• _Task details_:
Gather, from the data below, each line in which the word "every" occurs.

• _Information_:
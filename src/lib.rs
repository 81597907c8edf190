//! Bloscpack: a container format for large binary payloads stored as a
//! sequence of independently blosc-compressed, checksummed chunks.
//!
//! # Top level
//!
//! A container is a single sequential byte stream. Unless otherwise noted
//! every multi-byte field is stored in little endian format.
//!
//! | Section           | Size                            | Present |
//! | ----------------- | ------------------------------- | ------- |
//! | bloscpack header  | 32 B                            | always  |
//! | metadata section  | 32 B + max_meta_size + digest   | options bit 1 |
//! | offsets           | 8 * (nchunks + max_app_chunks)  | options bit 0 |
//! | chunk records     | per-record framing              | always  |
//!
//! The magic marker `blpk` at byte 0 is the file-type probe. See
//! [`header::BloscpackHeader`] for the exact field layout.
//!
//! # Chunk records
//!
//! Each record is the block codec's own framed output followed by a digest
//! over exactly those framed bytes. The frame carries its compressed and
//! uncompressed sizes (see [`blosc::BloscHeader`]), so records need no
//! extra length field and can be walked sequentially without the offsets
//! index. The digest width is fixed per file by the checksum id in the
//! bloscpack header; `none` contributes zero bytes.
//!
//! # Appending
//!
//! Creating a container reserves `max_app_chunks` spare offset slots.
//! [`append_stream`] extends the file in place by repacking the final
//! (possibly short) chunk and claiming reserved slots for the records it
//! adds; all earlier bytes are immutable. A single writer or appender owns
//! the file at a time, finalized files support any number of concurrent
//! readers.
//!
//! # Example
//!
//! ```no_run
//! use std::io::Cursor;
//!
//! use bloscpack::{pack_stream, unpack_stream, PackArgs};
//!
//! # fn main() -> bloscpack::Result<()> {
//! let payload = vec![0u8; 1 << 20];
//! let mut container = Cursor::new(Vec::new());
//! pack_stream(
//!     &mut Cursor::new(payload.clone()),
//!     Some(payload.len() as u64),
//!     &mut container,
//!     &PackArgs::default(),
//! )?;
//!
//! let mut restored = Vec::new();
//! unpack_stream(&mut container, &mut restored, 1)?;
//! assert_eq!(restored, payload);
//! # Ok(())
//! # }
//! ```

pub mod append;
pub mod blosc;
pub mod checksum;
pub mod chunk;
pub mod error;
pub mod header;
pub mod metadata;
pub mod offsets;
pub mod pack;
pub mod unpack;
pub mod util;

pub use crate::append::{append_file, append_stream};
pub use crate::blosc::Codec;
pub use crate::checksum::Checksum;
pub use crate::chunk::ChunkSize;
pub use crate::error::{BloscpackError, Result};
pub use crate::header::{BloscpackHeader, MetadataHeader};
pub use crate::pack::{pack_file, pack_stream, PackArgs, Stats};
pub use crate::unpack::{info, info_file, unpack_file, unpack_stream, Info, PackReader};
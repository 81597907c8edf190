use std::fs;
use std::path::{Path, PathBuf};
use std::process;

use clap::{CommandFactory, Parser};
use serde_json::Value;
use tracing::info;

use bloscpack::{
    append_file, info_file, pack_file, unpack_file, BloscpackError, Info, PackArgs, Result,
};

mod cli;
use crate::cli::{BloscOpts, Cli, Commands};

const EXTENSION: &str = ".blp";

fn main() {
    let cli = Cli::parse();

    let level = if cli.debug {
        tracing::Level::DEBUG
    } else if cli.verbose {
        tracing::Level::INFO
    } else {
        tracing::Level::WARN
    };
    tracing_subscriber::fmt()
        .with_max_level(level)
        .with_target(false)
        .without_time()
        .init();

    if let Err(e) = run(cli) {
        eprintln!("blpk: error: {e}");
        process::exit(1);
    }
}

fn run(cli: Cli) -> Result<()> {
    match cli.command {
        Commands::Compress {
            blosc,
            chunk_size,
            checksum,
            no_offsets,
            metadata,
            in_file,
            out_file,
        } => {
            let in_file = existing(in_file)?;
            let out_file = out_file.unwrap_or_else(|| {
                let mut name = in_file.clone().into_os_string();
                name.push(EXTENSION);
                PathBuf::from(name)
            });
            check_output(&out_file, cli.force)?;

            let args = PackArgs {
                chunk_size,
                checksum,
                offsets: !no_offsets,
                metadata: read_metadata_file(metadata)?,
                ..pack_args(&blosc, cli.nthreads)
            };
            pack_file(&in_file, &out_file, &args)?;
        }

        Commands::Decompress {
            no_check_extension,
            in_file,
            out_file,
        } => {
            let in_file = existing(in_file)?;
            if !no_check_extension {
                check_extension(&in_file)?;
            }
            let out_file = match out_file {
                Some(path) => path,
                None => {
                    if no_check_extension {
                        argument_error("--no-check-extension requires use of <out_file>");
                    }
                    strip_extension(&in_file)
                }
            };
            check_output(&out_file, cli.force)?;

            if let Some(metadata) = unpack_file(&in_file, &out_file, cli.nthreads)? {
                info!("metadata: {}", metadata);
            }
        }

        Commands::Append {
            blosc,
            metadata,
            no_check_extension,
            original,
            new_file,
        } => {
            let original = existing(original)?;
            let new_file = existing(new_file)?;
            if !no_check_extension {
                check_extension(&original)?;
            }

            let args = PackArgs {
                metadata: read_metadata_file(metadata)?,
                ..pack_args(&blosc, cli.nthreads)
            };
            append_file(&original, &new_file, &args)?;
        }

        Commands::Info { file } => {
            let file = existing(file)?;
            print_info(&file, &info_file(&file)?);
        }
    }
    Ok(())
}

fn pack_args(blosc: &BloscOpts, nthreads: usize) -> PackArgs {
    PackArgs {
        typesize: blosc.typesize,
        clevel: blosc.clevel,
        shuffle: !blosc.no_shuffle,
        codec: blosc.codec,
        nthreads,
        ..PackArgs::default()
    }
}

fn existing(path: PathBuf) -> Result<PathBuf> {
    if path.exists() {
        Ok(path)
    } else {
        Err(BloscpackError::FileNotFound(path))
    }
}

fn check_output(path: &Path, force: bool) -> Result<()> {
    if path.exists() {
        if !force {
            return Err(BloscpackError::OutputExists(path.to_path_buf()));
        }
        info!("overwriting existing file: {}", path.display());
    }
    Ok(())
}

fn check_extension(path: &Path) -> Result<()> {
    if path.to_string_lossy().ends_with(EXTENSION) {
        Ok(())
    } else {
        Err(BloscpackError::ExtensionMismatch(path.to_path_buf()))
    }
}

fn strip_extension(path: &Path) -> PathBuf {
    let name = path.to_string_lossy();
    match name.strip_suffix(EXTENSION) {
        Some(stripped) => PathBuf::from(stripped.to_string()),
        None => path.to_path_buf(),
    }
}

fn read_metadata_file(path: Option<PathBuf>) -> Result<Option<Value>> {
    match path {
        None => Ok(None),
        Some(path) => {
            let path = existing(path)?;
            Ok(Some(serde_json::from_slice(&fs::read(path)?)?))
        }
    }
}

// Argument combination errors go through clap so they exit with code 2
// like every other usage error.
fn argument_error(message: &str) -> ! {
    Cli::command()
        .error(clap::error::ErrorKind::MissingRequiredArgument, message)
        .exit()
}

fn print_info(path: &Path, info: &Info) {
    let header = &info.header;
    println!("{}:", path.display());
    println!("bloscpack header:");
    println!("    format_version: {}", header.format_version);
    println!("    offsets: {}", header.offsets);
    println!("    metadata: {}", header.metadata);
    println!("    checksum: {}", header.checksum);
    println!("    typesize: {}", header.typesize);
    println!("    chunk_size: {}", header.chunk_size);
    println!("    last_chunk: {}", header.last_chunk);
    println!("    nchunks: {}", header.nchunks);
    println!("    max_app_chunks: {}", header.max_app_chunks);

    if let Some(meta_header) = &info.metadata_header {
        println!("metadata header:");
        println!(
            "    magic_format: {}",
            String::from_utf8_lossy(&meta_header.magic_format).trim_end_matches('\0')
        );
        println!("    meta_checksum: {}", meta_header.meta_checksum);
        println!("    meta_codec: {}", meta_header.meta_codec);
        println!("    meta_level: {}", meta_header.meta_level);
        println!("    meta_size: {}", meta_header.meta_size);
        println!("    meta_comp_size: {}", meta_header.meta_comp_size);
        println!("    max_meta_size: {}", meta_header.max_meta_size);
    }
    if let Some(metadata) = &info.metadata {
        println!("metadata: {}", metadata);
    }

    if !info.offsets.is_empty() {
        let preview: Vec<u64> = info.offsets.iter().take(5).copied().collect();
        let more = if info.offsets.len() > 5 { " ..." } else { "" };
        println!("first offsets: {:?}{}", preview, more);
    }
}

• _Result of the exercise_:
//! every multi-byte field is stored in little endian format.
// like every other usage error.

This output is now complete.